XML 16 R10.htm IDEA: XBRL DOCUMENT v2.4.0.8
ACQUISITIONS
9 Months Ended
Jun. 30, 2013
Acquisitions [Abstract]  
Acquisitions
3.
ACQUISITIONS
 
On June 26, 2013, ESCO Technologies Inc. acquired the stock of Canyon Engineering Products, Inc. (Canyon) for $9.2 million in cash, and additionally, purchased Canyon’s 70,000 square foot manufacturing facility located in Valencia, California for $7 million. Canyon designs and manufactures precision fluid control devices primarily for the aerospace industry and Canyon’s products, technology and customers are very similar to Crissair, Inc. The operating results for Canyon , since the date of acquisition, are included as part of Crissair, Inc., within ESCO’s Filtration segment. The Company recorded approximately $1.3 million of goodwill related to the transaction and $1.7 million of amortizable identifiable intangible assets consisting primarily of customer relationships.
 
On December 31, 2012, the Company acquired the assets of Metrum Technologies LLC (Metrum) for a purchase price of $25 million in cash plus contingent consideration based on future revenues over the next four years.
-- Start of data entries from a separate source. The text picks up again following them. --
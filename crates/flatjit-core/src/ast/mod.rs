// This Source Code Form is subject to the terms of the Mozilla Public
// License, v. 2.0. If a copy of the MPL was not distributed with this
// file, You can obtain one at https://mozilla.org/MPL/2.0/.
//
// Copyright (c) 2025 Pegasus Heavy Industries, LLC

//! Statement tree definitions.
//!
//! The tree is produced by an external parser and consumed read-only by the
//! flattener and the emitter. Every node carries the scope id the parser
//! assigned to it.

use std::fmt;

/// Token that opens a scope in a flattened sequence.
pub const SCOPE_ENTER: &str = "__alloc__";

/// Token that closes a scope in a flattened sequence.
pub const SCOPE_EXIT: &str = "__dealloc__";

/// Scope id assigned by the front end.
pub type ScopeId = usize;

/// A statement.
#[derive(Debug, Clone, PartialEq, Eq)]
pub enum Statement {
    /// `var name;`
    VariableDeclaration(VariableDeclaration),
    /// Expression statement, including the scope markers
    Expression(Expression),
    /// `if (condition) { body }`
    If(IfStatement),
    /// `while (condition) { body }`
    While(WhileStatement),
    /// `{ body }`
    Block(BlockStatement),
    /// `name:`
    Label(LabelStatement),
    /// `goto label;`
    Goto(GotoStatement),
    /// `name(arguments);`
    Call(CallStatement),
}

impl Statement {
    /// Scope id assigned by the front end.
    pub fn scope(&self) -> ScopeId {
        match self {
            Statement::VariableDeclaration(decl) => decl.scope,
            Statement::Expression(expr) => expr.scope,
            Statement::If(stmt) => stmt.scope,
            Statement::While(stmt) => stmt.scope,
            Statement::Block(block) => block.scope,
            Statement::Label(label) => label.scope,
            Statement::Goto(stmt) => stmt.scope,
            Statement::Call(call) => call.scope,
        }
    }

    /// Short variant name, used in diagnostics.
    pub fn kind(&self) -> &'static str {
        match self {
            Statement::VariableDeclaration(_) => "variable declaration",
            Statement::Expression(_) => "expression",
            Statement::If(_) => "if",
            Statement::While(_) => "while",
            Statement::Block(_) => "block",
            Statement::Label(_) => "label",
            Statement::Goto(_) => "goto",
            Statement::Call(_) => "call",
        }
    }

    /// `var name;`
    pub fn var(scope: ScopeId, name: impl Into<String>) -> Self {
        Statement::VariableDeclaration(VariableDeclaration {
            scope,
            name: name.into(),
        })
    }

    /// Expression statement built from raw tokens.
    pub fn expr<I, S>(scope: ScopeId, tokens: I) -> Self
    where
        I: IntoIterator<Item = S>,
        S: Into<String>,
    {
        Statement::Expression(Expression::new(scope, tokens))
    }

    /// `if (condition) { body }`
    pub fn if_(scope: ScopeId, condition: Expression, body: Vec<Statement>) -> Self {
        Statement::If(IfStatement {
            scope,
            condition,
            body,
        })
    }

    /// `while (condition) { body }`
    pub fn while_(scope: ScopeId, condition: Expression, body: Vec<Statement>) -> Self {
        Statement::While(WhileStatement {
            scope,
            condition,
            body,
        })
    }

    /// `{ body }`
    pub fn block(scope: ScopeId, body: Vec<Statement>) -> Self {
        Statement::Block(BlockStatement { scope, body })
    }

    /// `name:`
    pub fn label(scope: ScopeId, name: impl Into<String>) -> Self {
        Statement::Label(LabelStatement {
            scope,
            name: name.into(),
        })
    }

    /// `goto label;`
    pub fn goto(scope: ScopeId, label: impl Into<String>) -> Self {
        Statement::Goto(GotoStatement {
            scope,
            label: label.into(),
        })
    }

    /// `name(arguments);`
    pub fn call<I, S>(scope: ScopeId, name: impl Into<String>, arguments: I) -> Self
    where
        I: IntoIterator<Item = S>,
        S: Into<String>,
    {
        Statement::Call(CallStatement {
            scope,
            name: name.into(),
            arguments: arguments.into_iter().map(Into::into).collect(),
        })
    }

    /// Scope-enter marker.
    pub fn scope_enter(scope: ScopeId) -> Self {
        Statement::Expression(Expression::new(scope, [SCOPE_ENTER]))
    }

    /// Scope-exit marker.
    pub fn scope_exit(scope: ScopeId) -> Self {
        Statement::Expression(Expression::new(scope, [SCOPE_EXIT]))
    }

    /// Whether this is a scope-enter marker.
    pub fn is_scope_enter(&self) -> bool {
        matches!(self, Statement::Expression(expr) if expr.is_scope_enter())
    }

    /// Whether this is a scope-exit marker.
    pub fn is_scope_exit(&self) -> bool {
        matches!(self, Statement::Expression(expr) if expr.is_scope_exit())
    }
}

/// A variable declaration.
#[derive(Debug, Clone, PartialEq, Eq)]
pub struct VariableDeclaration {
    /// Owning scope id
    pub scope: ScopeId,
    /// Declared name
    pub name: String,
}

/// An expression: alternating operand/operator tokens.
///
/// The shape is a structural contract, not a tree. Only the lengths 1, 2
/// (`! x`, conditions only), 3, 4 and 5 are understood downstream.
#[derive(Debug, Clone, PartialEq, Eq)]
pub struct Expression {
    /// Owning scope id
    pub scope: ScopeId,
    /// Raw tokens
    pub tokens: Vec<String>,
}

impl Expression {
    /// Creates an expression from raw tokens.
    pub fn new<I, S>(scope: ScopeId, tokens: I) -> Self
    where
        I: IntoIterator<Item = S>,
        S: Into<String>,
    {
        Self {
            scope,
            tokens: tokens.into_iter().map(Into::into).collect(),
        }
    }

    /// Number of tokens.
    pub fn arity(&self) -> usize {
        self.tokens.len()
    }

    /// Whether this is the `__alloc__` marker.
    pub fn is_scope_enter(&self) -> bool {
        self.tokens.len() == 1 && self.tokens[0] == SCOPE_ENTER
    }

    /// Whether this is the `__dealloc__` marker.
    pub fn is_scope_exit(&self) -> bool {
        self.tokens.len() == 1 && self.tokens[0] == SCOPE_EXIT
    }
}

impl fmt::Display for Expression {
    fn fmt(&self, f: &mut fmt::Formatter<'_>) -> fmt::Result {
        write!(f, "{}", self.tokens.join(" "))
    }
}

/// An if statement. After flattening the body is a single goto and the
/// condition is `! temp`.
#[derive(Debug, Clone, PartialEq, Eq)]
pub struct IfStatement {
    /// Owning scope id
    pub scope: ScopeId,
    /// The condition
    pub condition: Expression,
    /// The body
    pub body: Vec<Statement>,
}

/// A while loop.
#[derive(Debug, Clone, PartialEq, Eq)]
pub struct WhileStatement {
    /// Owning scope id
    pub scope: ScopeId,
    /// The loop condition
    pub condition: Expression,
    /// The body
    pub body: Vec<Statement>,
}

/// A block statement.
#[derive(Debug, Clone, PartialEq, Eq)]
pub struct BlockStatement {
    /// Owning scope id
    pub scope: ScopeId,
    /// The statements in the block
    pub body: Vec<Statement>,
}

/// A label.
#[derive(Debug, Clone, PartialEq, Eq)]
pub struct LabelStatement {
    /// Owning scope id
    pub scope: ScopeId,
    /// Label name
    pub name: String,
}

/// An unconditional jump.
#[derive(Debug, Clone, PartialEq, Eq)]
pub struct GotoStatement {
    /// Owning scope id
    pub scope: ScopeId,
    /// Target label
    pub label: String,
}

/// A call to a host builtin.
#[derive(Debug, Clone, PartialEq, Eq)]
pub struct CallStatement {
    /// Owning scope id
    pub scope: ScopeId,
    /// Callee name
    pub name: String,
    /// Argument tokens, literals or variable names
    pub arguments: Vec<String>,
}

/// Whether a token names a variable.
///
/// Only the first character is inspected: an ASCII letter means variable,
/// anything else is a literal.
pub fn is_variable_token(token: &str) -> bool {
    token.chars().next().is_some_and(|c| c.is_ascii_alphabetic())
}
// This Source Code Form is subject to the terms of the Mozilla Public
// License, v. 2.0. If a copy of the MPL was not distributed with this
// file, You can obtain one at https://mozilla.org/MPL/2.0/.
//
// Copyright (c) 2025 Pegasus Heavy Industries, LLC

//! Compile-and-run pipeline.

use crate::builtins::{builtin_print, print_address};
use crate::error::{JitError, Result};
use crate::exec::ExecutableBuffer;
use flatjit_core::{Builtins, CompilerOptions, MachineCode, Statement};
use tracing::debug;

/// The JIT.
///
/// Holds the options and host bindings every compile uses.
#[derive(Debug, Clone)]
pub struct Jit {
    options: CompilerOptions,
    print: extern "C" fn(i32),
}

impl Jit {
    /// Creates a JIT with default options, printing to stdout.
    pub fn new() -> Self {
        Self::with_options(CompilerOptions::default())
    }

    /// Creates a JIT with the given options.
    pub fn with_options(options: CompilerOptions) -> Self {
        Self {
            options,
            print: builtin_print,
        }
    }

    /// Binds `print` to another host routine.
    pub fn with_print(mut self, print: extern "C" fn(i32)) -> Self {
        self.print = print;
        self
    }

    /// The options used for every compile.
    pub fn options(&self) -> &CompilerOptions {
        &self.options
    }

    fn builtins(&self) -> Builtins {
        Builtins::new(print_address(self.print))
    }

    /// Compiles a program into a loaded routine.
    pub fn compile(&self, program: &[Statement]) -> Result<CompiledRoutine> {
        let code = flatjit_core::compile(program, self.builtins(), &self.options)?;
        CompiledRoutine::load(code)
    }

    /// Compiles a program and runs it once.
    pub fn run(&self, program: &[Statement]) -> Result<()> {
        self.compile(program)?.invoke();
        Ok(())
    }

    /// Compiles independent programs in parallel and loads them in order.
    #[cfg(feature = "parallel")]
    pub fn compile_batch(&self, programs: &[Vec<Statement>]) -> Vec<Result<CompiledRoutine>> {
        flatjit_core::compile_batch(programs, self.builtins(), &self.options)
            .into_iter()
            .map(|code| CompiledRoutine::load(code?))
            .collect()
    }
}

impl Default for Jit {
    fn default() -> Self {
        Self::new()
    }
}

/// Generated code together with the memory it runs from.
#[derive(Debug)]
pub struct CompiledRoutine {
    code: MachineCode,
    buffer: ExecutableBuffer,
}

impl CompiledRoutine {
    fn load(code: MachineCode) -> Result<Self> {
        if !cfg!(target_arch = "x86_64") {
            return Err(JitError::UnsupportedArchitecture(std::env::consts::ARCH));
        }
        let buffer = ExecutableBuffer::load(code.as_bytes())?;
        debug!(bytes = code.len(), "compiled routine");
        Ok(Self { code, buffer })
    }

    /// The generated bytes.
    pub fn machine_code(&self) -> &MachineCode {
        &self.code
    }

    /// Runs the routine.
    ///
    /// Integer division behaves like the hardware instruction: a divisor
    /// that is zero at run time, or `i32::MIN / -1`, raises `SIGFPE` and
    /// terminates the process. Literal zero divisors are rejected at compile
    /// time.
    pub fn invoke(&self) {
        // SAFETY: the buffer holds a whole routine produced by the emitter.
        // Every frame it opens is closed on each path out, jumps included,
        // and the only foreign call is `print` on a 16-byte aligned stack.
        unsafe { self.buffer.invoke() }
    }
}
Metrum is a leading provider of wireless public network communications products for electric utility customers and also offers communications products and devices for distribution automation and demand response applications. The Company recorded approximately $25 million of goodwill, $11.2 million of amortizable identifiable intangible assets consisting primarily of customer relationships and patents / technology and contingent consideration valued at $13.7 million. The operating results for the business, since the date of acquisition, are included within Aclara Technologies LLC which is included in discontinued operations  and/or assets held for sale.
 
On December 21, 2012, the Company acquired the assets of Felix Tool & Engineering, Inc. (Felix Tool) for a purchase price of $1.2 million in cash. Felix Tool is engaged in the design, manufacture and sale of customized perforated tubes for filtration applications in the aerospace and fluid power industry. The purchase price was allocated to property, plant and equipment and inventory based on fair market value at the date of acquisition and there were no intangible assets recorded upon the transaction. The operating results for the business, since the date of acquisition, are included within PTI Technologies Inc. in the Filtration segment.
 
On December 10, 2012, the Company acquired the assets of Finepoint Marketing, Inc. (Finepoint) for a purchase price of $2.5 million. Finepoint is the electric power industry’s leading conference provider focused on medium and high voltage circuit breakers, as well as related substation and switchgear topics. The operating results for the business, since the date of acquisition, are included within Doble Engineering Company in the USG segment. The Company recorded approximately $1.3 million of goodwill as a result of the transaction and $1.2 million of amortizable identifiable intangible assets consisting of customer relationships.